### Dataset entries
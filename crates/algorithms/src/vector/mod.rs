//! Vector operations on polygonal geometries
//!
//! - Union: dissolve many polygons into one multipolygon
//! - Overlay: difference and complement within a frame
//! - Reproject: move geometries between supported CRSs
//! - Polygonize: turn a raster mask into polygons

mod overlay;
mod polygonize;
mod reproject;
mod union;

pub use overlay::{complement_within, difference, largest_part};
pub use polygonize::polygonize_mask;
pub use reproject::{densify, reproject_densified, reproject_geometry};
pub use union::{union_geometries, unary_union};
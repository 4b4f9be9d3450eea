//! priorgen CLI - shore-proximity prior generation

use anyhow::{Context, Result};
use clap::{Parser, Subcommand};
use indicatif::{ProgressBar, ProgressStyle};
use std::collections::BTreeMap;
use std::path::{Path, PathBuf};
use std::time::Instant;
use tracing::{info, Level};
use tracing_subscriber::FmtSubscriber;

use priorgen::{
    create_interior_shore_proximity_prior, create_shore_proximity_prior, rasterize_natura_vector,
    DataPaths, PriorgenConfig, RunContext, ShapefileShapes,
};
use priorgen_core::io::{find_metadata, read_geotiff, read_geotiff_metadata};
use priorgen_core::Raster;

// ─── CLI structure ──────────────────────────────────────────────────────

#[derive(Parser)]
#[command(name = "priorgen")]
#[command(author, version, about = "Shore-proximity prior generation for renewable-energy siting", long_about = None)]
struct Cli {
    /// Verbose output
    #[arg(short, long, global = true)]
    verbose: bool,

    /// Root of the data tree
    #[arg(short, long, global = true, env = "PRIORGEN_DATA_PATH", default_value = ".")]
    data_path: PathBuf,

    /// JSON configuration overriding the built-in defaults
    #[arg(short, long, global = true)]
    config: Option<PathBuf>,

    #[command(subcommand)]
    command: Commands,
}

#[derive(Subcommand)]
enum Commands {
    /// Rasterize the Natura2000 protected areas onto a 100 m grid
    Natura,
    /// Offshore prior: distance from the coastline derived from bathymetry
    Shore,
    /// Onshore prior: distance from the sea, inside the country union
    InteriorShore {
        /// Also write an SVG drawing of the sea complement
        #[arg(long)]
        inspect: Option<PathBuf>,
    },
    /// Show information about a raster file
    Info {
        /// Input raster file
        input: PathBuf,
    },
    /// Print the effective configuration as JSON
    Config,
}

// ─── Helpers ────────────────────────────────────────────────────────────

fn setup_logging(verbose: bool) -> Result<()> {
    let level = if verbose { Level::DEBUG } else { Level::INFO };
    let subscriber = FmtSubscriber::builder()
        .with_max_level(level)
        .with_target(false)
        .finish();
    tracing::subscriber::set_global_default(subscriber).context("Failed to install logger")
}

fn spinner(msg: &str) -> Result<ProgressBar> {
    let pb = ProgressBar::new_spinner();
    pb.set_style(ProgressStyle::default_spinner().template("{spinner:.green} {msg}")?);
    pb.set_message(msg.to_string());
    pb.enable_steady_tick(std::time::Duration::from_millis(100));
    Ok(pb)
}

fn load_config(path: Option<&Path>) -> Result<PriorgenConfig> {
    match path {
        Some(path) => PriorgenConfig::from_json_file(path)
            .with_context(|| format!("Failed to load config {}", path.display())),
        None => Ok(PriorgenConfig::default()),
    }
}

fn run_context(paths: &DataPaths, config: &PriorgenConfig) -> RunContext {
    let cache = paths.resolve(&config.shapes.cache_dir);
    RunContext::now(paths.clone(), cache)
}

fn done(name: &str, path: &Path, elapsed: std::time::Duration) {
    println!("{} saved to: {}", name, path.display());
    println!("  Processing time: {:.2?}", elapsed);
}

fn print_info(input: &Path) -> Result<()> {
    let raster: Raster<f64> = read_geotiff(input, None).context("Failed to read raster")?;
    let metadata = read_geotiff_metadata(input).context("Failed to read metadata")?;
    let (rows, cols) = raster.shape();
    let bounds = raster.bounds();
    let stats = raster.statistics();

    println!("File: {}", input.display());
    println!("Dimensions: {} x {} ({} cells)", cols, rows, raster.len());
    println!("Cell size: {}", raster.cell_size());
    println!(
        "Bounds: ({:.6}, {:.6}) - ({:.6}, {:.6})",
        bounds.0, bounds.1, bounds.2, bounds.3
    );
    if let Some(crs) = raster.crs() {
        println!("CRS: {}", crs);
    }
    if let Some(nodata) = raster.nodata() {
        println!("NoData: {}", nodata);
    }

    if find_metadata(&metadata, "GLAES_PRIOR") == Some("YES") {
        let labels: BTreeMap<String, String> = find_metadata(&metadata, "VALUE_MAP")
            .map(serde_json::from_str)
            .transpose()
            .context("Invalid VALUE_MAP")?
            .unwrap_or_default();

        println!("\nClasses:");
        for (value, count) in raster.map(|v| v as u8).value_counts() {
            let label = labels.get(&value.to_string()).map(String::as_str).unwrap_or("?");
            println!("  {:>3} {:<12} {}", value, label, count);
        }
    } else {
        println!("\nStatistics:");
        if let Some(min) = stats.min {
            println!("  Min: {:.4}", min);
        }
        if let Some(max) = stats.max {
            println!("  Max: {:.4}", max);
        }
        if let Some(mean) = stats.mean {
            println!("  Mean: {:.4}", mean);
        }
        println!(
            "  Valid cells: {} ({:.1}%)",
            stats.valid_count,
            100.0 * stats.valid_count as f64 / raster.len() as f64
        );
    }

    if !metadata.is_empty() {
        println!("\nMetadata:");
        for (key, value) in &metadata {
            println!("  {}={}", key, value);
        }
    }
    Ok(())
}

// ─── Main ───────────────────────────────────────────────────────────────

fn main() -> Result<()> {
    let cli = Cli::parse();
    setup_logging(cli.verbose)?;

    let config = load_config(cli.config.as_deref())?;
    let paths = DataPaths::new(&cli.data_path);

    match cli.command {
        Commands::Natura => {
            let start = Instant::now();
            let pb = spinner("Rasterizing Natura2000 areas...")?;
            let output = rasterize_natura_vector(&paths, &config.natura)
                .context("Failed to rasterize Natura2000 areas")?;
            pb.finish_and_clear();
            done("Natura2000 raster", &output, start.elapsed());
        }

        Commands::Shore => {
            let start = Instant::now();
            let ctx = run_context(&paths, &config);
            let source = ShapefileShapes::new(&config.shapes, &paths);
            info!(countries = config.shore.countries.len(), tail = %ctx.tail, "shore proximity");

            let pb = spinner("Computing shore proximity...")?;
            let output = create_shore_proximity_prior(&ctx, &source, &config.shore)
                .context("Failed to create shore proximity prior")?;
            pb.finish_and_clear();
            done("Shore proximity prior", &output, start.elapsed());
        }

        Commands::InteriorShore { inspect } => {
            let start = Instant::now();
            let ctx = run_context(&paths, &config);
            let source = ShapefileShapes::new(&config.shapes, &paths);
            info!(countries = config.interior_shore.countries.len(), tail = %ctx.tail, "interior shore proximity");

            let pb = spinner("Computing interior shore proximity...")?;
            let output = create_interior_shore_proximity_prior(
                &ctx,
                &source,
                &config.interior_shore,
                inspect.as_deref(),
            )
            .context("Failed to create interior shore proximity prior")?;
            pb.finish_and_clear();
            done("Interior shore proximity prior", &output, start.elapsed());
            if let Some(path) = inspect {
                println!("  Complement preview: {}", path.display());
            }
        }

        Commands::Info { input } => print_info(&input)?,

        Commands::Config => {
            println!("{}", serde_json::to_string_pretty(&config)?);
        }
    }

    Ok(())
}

### Exercise aim
Only the lines above that hold "source" are wanted. Show every one of them.

### Output of the exercise
            let source = ShapefileShapes::new(&config.shapes, &paths);
            let output = create_shore_proximity_prior(&ctx, &source, &config.shore)
            let source = ShapefileShapes::new(&config.shapes, &paths);
                &source,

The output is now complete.